## [HOW TO COMPLETE THIS TASK]
Filter the records below for the word "ArgumentSpec". Copy each line that holds it.

## [INFORMATION SUPPLIED]
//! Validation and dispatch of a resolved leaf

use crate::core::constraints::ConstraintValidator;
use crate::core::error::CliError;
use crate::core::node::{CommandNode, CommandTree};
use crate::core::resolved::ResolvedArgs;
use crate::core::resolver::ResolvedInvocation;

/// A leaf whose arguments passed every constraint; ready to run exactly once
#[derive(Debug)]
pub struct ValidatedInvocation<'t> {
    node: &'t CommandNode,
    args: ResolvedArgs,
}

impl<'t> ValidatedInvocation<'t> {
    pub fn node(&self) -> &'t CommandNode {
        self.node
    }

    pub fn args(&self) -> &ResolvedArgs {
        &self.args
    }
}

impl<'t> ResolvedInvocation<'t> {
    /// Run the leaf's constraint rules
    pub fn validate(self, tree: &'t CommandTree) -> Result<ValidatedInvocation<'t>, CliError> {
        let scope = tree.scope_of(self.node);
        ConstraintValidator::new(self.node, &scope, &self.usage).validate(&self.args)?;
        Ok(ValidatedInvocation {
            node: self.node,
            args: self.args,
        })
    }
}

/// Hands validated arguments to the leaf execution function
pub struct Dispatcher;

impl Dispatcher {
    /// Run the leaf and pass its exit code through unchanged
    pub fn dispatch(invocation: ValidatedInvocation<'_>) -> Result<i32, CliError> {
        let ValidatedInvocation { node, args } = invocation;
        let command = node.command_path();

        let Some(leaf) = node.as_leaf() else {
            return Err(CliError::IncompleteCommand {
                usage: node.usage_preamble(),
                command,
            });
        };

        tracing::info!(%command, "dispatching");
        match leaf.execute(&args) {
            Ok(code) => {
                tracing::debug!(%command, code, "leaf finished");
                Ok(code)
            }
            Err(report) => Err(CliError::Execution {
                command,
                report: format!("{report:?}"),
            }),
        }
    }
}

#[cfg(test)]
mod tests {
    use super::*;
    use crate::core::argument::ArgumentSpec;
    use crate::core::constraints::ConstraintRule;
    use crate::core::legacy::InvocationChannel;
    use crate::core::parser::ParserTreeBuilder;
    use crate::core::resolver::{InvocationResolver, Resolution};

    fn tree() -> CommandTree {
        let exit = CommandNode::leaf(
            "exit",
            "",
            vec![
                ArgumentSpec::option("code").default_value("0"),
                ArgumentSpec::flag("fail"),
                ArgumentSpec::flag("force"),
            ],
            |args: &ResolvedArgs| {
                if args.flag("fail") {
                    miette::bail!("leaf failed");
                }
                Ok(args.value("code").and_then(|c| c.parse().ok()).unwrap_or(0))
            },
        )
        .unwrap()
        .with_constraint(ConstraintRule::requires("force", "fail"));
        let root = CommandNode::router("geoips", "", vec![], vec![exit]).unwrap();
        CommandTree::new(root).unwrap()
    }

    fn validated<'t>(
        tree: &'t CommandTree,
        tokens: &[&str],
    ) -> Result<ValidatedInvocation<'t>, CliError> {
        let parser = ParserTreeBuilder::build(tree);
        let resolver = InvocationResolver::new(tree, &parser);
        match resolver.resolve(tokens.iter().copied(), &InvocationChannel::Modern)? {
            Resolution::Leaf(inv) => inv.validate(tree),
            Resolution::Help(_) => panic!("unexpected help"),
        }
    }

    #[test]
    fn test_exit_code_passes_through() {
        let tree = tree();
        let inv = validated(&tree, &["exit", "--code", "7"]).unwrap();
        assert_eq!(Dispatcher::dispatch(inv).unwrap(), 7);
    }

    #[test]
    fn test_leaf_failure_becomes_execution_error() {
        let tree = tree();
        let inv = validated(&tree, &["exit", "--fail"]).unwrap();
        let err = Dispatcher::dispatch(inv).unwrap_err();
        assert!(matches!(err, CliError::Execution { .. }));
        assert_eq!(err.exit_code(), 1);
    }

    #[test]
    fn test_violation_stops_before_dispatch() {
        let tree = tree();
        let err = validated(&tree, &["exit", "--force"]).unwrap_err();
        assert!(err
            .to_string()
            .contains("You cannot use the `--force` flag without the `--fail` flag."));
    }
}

## [RESULT FOR THIS TASK]
    use crate::core::argument::ArgumentSpec;
                ArgumentSpec::option("code").default_value("0"),
                ArgumentSpec::flag("fail"),
                ArgumentSpec::flag("force"),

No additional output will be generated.